Psychotherapy can help people with depression to:

  • Pinpoint life events that contribute to their depression and help them find ways to change, accept or adapt to those situations
  • Set realistic goals for the future
  • Identify distorted thought processes or unhelpful behaviours that contribute to feelings of hopelessness and helplessness
  • Develop skills to cope with symptoms and problems, and identify or prevent future episodes of depression

Anxiety Therapy

Anxiety is a common human experience, our body’s natural response to stress. Anxiety is often described as a feeling of fear or unease and it’s something everyone experiences at times. A certain level of anxiety is normal. It helps us to avoid dangerous situations and makes us alert and motivated to deal with problems.

Anxiety becomes a mental health disorder when it occurs regularly and at any time, and produces prolonged symptoms of stress that affects a person’s quality of life. If a person responds with anxiety to events or threats that do not pose a realistic danger, the condition can enter a cycle where everything becomes a potential crisis. In these situations, the person becomes incapable of functioning normally in daily life.

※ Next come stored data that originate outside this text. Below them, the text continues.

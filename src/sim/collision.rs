//! Ball-on-curve contact via golden-section search
//!
//! Placing the ball at `f(x) + r` clips any sloped curve. Instead, take the
//! clearance between the curve and the ball's lower boundary,
//!
//! `h(u) = f(ball_x + u) - (r - sqrt(r² - u²))` for `u` in `[-r, r]`,
//!
//! whose maximum is the lowest the ball's bottom can sit without
//! intersecting the curve. There is no closed form, so the maximum is found
//! with golden-section search using a fixed number of iterations: each tick
//! costs the same number of curve evaluations whatever the user typed.
//!
//! The search assumes `h` is unimodal on the bracket. For curves like
//! `sin(x)` it converges to *a* local maximum, which is accepted.

use crate::expr::{EvalContext, Function};

/// Golden ratio
pub const PHI: f64 = 1.618_033_988_749_895;

/// Absolute tolerance of the located maximum, in level units
pub const TOLERANCE: f64 = 1e-6;

/// Iterations needed to shrink `width` below `tolerance`
pub fn iteration_count(width: f64, tolerance: f64) -> u32 {
    let n = ((width / tolerance).ln() / PHI.ln()).ceil() - 1.0;
    if n.is_finite() && n > 0.0 { n as u32 } else { 0 }
}

/// Contact solver for a disc of fixed radius
#[derive(Debug, Clone, Copy)]
pub struct CurveContact {
    radius: f64,
    iterations: u32,
}

impl CurveContact {
    pub fn new(radius: f64) -> Self {
        Self::with_tolerance(radius, TOLERANCE)
    }

    pub fn with_tolerance(radius: f64, tolerance: f64) -> Self {
        Self {
            radius,
            iterations: iteration_count(radius * 2.0, tolerance),
        }
    }

    #[inline]
    pub fn radius(&self) -> f64 {
        self.radius
    }

    #[inline]
    pub fn iterations(&self) -> u32 {
        self.iterations
    }

    /// Height of the ball's lower boundary above its bottom point, `u`
    /// units from the center horizontally
    #[inline]
    fn ball_curve(&self, u: f64) -> f64 {
        self.radius - (self.radius * self.radius - u * u).sqrt()
    }

    #[inline]
    fn clearance(&self, f: &Function, ctx: &mut EvalContext, ball_x: f64, x: f64) -> f64 {
        f.eval_at(x, ctx) - self.ball_curve(x - ball_x)
    }

    /// The y the ball's center must take at `ball_x` to rest on `f` without
    /// clipping it.
    ///
    /// `ctx.x` is overwritten while probing; `ctx.t` is left untouched.
    pub fn contact_height(&self, f: &Function, ctx: &mut EvalContext, ball_x: f64) -> f64 {
        let mut h = self.radius * 2.0;
        let mut a = ball_x - self.radius;
        let mut b = ball_x + self.radius;

        let mut c = a + h / (PHI * PHI);
        let mut d = a + h / PHI;
        let mut yc = self.clearance(f, ctx, ball_x, c);
        let mut yd = self.clearance(f, ctx, ball_x, d);

        for _ in 0..self.iterations {
            h /= PHI;
            if yc > yd {
                // Maximum lies in [a, d]
                b = d;
                d = c;
                yd = yc;
                c = a + h / (PHI * PHI);
                yc = self.clearance(f, ctx, ball_x, c);
            } else {
                // Maximum lies in [c, b]
                a = c;
                c = d;
                yc = yd;
                d = a + h / PHI;
                yd = self.clearance(f, ctx, ball_x, d);
            }
        }

        let x = if yc > yd { (a + d) / 2.0 } else { (c + b) / 2.0 };
        self.clearance(f, ctx, ball_x, x) + self.radius
    }
}

#[cfg(test)]
mod tests {
    use super::*;
    use crate::consts::BALL_RADIUS;
    use crate::expr::parse;
    use proptest::prelude::*;

    fn function(src: &str) -> Function {
        parse(src, "").unwrap().unwrap()
    }

    #[test]
    fn test_iteration_count() {
        // ceil(ln(0.8 / 1e-6) / ln(phi)) - 1
        assert_eq!(iteration_count(0.8, 1e-6), 28);
        assert_eq!(iteration_count(1e-7, 1e-6), 0);
    }

    #[test]
    fn test_flat_curve() {
        let solver = CurveContact::new(BALL_RADIUS);
        let f = function("2");
        let mut ctx = EvalContext::new(0.0);
        let y = solver.contact_height(&f, &mut ctx, 1.0);
        assert!((y - (2.0 + BALL_RADIUS)).abs() < 1e-4);
    }

    #[test]
    fn test_slope_lifts_ball_above_naive_height() {
        // On y = x the tangent point is off-center, so the ball must sit
        // higher than f(ball_x) + r; exactly r * sqrt(2) above the line.
        let solver = CurveContact::new(BALL_RADIUS);
        let f = function("x");
        let mut ctx = EvalContext::new(0.0);
        let y = solver.contact_height(&f, &mut ctx, 0.0);
        let expected = BALL_RADIUS * 2f64.sqrt();
        assert!((y - expected).abs() < 1e-4, "got {y}, expected {expected}");
    }

    #[test]
    fn test_peak_under_ball() {
        // A narrow spike under the center holds the ball at its tip
        let solver = CurveContact::new(BALL_RADIUS);
        let f = function("1-10abs(x)");
        let mut ctx = EvalContext::new(0.0);
        let y = solver.contact_height(&f, &mut ctx, 0.0);
        assert!(y > 1.0 + BALL_RADIUS - 1e-3);
        assert!(y < 1.0 + BALL_RADIUS + 1e-3);
    }

    #[test]
    fn test_time_is_preserved() {
        let solver = CurveContact::new(BALL_RADIUS);
        let f = function("t");
        let mut ctx = EvalContext::new(3.0);
        let y = solver.contact_height(&f, &mut ctx, -4.0);
        assert_eq!(ctx.t, 3.0);
        assert!((y - (3.0 + BALL_RADIUS)).abs() < 1e-4);
    }

    proptest! {
        #[test]
        fn prop_constant_curve_rests_at_c_plus_r(c in -8.0f64..8.0, ball_x in -8.0f64..8.0) {
            let solver = CurveContact::new(BALL_RADIUS);
            let f = Function::unconditional(crate::expr::Expr::Constant(c));
            let mut ctx = EvalContext::new(0.0);
            let y = solver.contact_height(&f, &mut ctx, ball_x);
            prop_assert!((y - (c + BALL_RADIUS)).abs() < 1e-4);
        }
    }
}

The way people think influences the way they approach demanding, stressful events, and the way they react when facing these situations. For people experiencing anxiety, this thinking is often characterised by negative thoughts that can develop into a cycle that is difficult to break out of.
To effectively manage anxiety, it's essential to understand why it occurs in the first place. It can have multiple causes, and pinpointing them can be the first step toward finding relief.


Our past experiences can put fear on us with messages that what happened before might happen again, so your fear is that the same thing will happen again leading you to feel really anxious. In reality although this has happened before the present situation might be different situation and different time in your life. The likelihood of this happening again in the exact same way is very low. Your brain doesn't know this unless you tell it! Remind yourself of the reality rather than listening to the anxious thoughts that plague you. It takes practice and time to rebuild this relationship with your anxious mind. The more we run away from anxiety, the worse it gets. In order to live our lives more freely we have to face our fear.
We cannot control our thoughts coming into our minds, but we can control how we choose to respond to them, looking at 'why' the same anxious thoughts are reoccurring and dominating your life. Some days will be harder than others but knowing that you have some support can go a long way to helping you overcome anxiety.